What to produce
Records follow. Select each line holding "persisted".
Top of Records for this exercise
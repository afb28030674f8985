//! Focusdeck — terminal-native focus timer with a persisted task list.
//!
//! Launches the TUI, restores the persisted task list and theme, and
//! optionally wires up the motivational quote service. Configuration via
//! CLI flags, environment variables, or config file
//! (`~/.config/focusdeck/config.toml`).
//!
//! ```bash
//! # Plain session, 25 minutes
//! cargo run --bin focusdeck
//!
//! # Custom session length and a quote service
//! cargo run --bin focusdeck -- --minutes 50 \
//!     --quote-url http://127.0.0.1:4500/api/quote
//!
//! # Or via environment variables
//! FOCUSDECK_MINUTES=50 FOCUSDECK_QUOTE_URL=http://127.0.0.1:4500/api/quote cargo run
//! ```

use std::io::{self, Write};
use std::path::Path;

use clap::Parser;
use crossterm::{
    event::{self, Event, KeyEventKind},
    execute,
    terminal::{EnterAlternateScreen, LeaveAlternateScreen, disable_raw_mode, enable_raw_mode},
};
use ratatui::{Terminal, backend::CrosstermBackend};
use tokio::sync::mpsc;
use tracing_appender::non_blocking::WorkerGuard;

use focusdeck::app::{App, AppCommand};
use focusdeck::config::{AppConfig, CliArgs};
use focusdeck::quote::{self, QuoteCommand, QuoteConfig, QuoteEvent};
use focusdeck::storage::FileStore;
use focusdeck::tasks::TaskStore;
use focusdeck::timer::now_ms;
use focusdeck::ui;

/// Cadence of the periodic tick source. The interval is advisory only —
/// the engine recomputes from absolute time, so late ticks are harmless.
const TICK_INTERVAL_MS: u64 = 1000;

#[tokio::main]
async fn main() -> io::Result<()> {
    let cli = CliArgs::parse();

    // Load and resolve configuration (CLI args > config file > defaults).
    let config = match AppConfig::load(&cli) {
        Ok(c) => c,
        Err(e) => {
            eprintln!("Warning: failed to load config file: {e}");
            AppConfig::default()
        }
    };

    // Initialize logging before terminal setup (logs go to file, not stdout).
    let _log_guard = init_logging(&cli.log_level, cli.log_file.as_deref());

    tracing::info!("focusdeck starting");

    // Open the storage backend: one handle for the task payload, one for
    // the theme preference (independent keys in the same directory).
    let open = |label: &str| match config.data_dir.as_ref() {
        Some(dir) => FileStore::open(dir.clone()),
        None => FileStore::open_default(),
    }
    .map_err(|e| {
        eprintln!("Error: cannot open {label} storage: {e}");
        io::Error::other(e.to_string())
    });
    let task_store = open("task")?;
    let theme_store = open("theme")?;

    let mut app = App::new(TaskStore::load(task_store), theme_store, &config);

    // Wire up the quote service if an endpoint is configured.
    let (quote_tx, quote_rx) = match config.quote_endpoint.clone() {
        Some(endpoint) => {
            let quote_config = QuoteConfig {
                endpoint,
                request_timeout: config.quote_timeout,
                channel_capacity: config.quote_channel_capacity,
            };
            match quote::spawn_quote(quote_config) {
                Ok((tx, rx)) => (Some(tx), Some(rx)),
                Err(e) => {
                    tracing::warn!(error = %e, "quote service unavailable");
                    app.status_message = Some("Quote service unavailable".to_string());
                    (None, None)
                }
            }
        }
        None => (None, None),
    };

    // Set up terminal.
    enable_raw_mode()?;
    let mut stdout = io::stdout();
    execute!(stdout, EnterAlternateScreen)?;
    let backend = CrosstermBackend::new(stdout);
    let mut terminal = Terminal::new(backend)?;

    // Run the app.
    let result = run_app(&mut terminal, app, &config, quote_tx, quote_rx).await;

    // Restore terminal.
    disable_raw_mode()?;
    execute!(terminal.backend_mut(), LeaveAlternateScreen)?;
    terminal.show_cursor()?;

    tracing::info!("focusdeck exiting");
    result
}

/// Initialize file-based logging.
///
/// Logs are written to a file (never stdout, since ratatui owns the
/// terminal). Returns a [`WorkerGuard`] that must be held until shutdown to
/// ensure all buffered log entries are flushed.
fn init_logging(level: &str, file_path: Option<&Path>) -> Option<WorkerGuard> {
    let default_path = std::env::temp_dir().join("focusdeck.log");
    let log_path = file_path.unwrap_or(&default_path);

    let log_dir = log_path.parent()?;
    let file_name = log_path.file_name()?.to_str()?;

    let file_appender = tracing_appender::rolling::never(log_dir, file_name);
    let (non_blocking, guard) = tracing_appender::non_blocking(file_appender);

    let env_filter = tracing_subscriber::EnvFilter::try_from_default_env()
        .unwrap_or_else(|_| tracing_subscriber::EnvFilter::new(level));

    tracing_subscriber::fmt()
        .with_writer(non_blocking)
        .with_env_filter(env_filter)
        .with_ansi(false)
        .init();

    Some(guard)
}

/// Main application loop.
///
/// Each iteration draws a frame, drains quote events, advances the engine
/// clock, and polls for one input event. The engine is ticked at roughly
/// one-second cadence; when the observed gap between iterations exceeds the
/// resync threshold (terminal suspended, machine asleep), the engine is
/// resynced instead — same recomputation, logged as the recovery it is.
async fn run_app(
    terminal: &mut Terminal<CrosstermBackend<io::Stdout>>,
    mut app: App<FileStore>,
    config: &AppConfig,
    quote_tx: Option<mpsc::Sender<QuoteCommand>>,
    mut quote_rx: Option<mpsc::Receiver<QuoteEvent>>,
) -> io::Result<()> {
    let resync_threshold_ms = u64::try_from(config.resync_threshold.as_millis()).unwrap_or(u64::MAX);
    let mut last_tick_ms = now_ms();
    let mut last_seen_ms = last_tick_ms;

    loop {
        // Step 1: Draw the UI frame.
        terminal.draw(|frame| ui::draw(frame, &app))?;

        // Step 2: Fire the pending audio/visual cue (terminal bell).
        if app.bell_pending {
            app.bell_pending = false;
            let mut out = io::stdout();
            out.write_all(b"\x07")?;
            out.flush()?;
        }

        // Step 3: Drain all pending quote events (non-blocking).
        if let Some(ref mut rx) = quote_rx {
            while let Ok(event) = rx.try_recv() {
                app.apply_quote_event(event);
            }
        }

        // Step 4: Advance the engine clock.
        let now = now_ms();
        let completion = if now.saturating_sub(last_seen_ms) >= resync_threshold_ms {
            last_tick_ms = now;
            app.engine.resync(now)
        } else if now.saturating_sub(last_tick_ms) >= TICK_INTERVAL_MS {
            last_tick_ms = now;
            app.engine.tick(now)
        } else {
            None
        };
        last_seen_ms = now;
        if let Some(completion) = completion {
            app.apply_completion(&completion);
        }

        // Step 5: Poll for terminal input events.
        if event::poll(config.poll_timeout)?
            && let Event::Key(key) = event::read()?
        {
            if key.kind != KeyEventKind::Press {
                continue;
            }

            // handle_key_event returns Some(AppCommand) when a user action
            // needs work the main loop owns (quote dispatch).
            if let Some(AppCommand::RefreshQuote) = app.handle_key_event(key, now_ms()) {
                match quote_tx {
                    Some(ref tx) => match tx.try_send(QuoteCommand::Refresh) {
                        Ok(()) => {}
                        Err(mpsc::error::TrySendError::Full(_)) => {
                            app.status_message = Some("Quote request already queued".to_string());
                            app.quote_loading = false;
                        }
                        Err(mpsc::error::TrySendError::Closed(_)) => {
                            app.status_message = Some("Quote service stopped".to_string());
                            app.quote_loading = false;
                        }
                    },
                    None => {
                        app.status_message = Some("Quote service not configured".to_string());
                        app.quote_loading = false;
                    }
                }
            }
        }

        if app.should_quit {
            // Send shutdown command to the quote task.
            if let Some(ref tx) = quote_tx {
                let _ = tx.try_send(QuoteCommand::Shutdown);
            }
            return Ok(());
        }
    }
}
Bottom of Records for this exercise
Answer for the task
//! Focusdeck — terminal-native focus timer with a persisted task list.
//! Launches the TUI, restores the persisted task list and theme, and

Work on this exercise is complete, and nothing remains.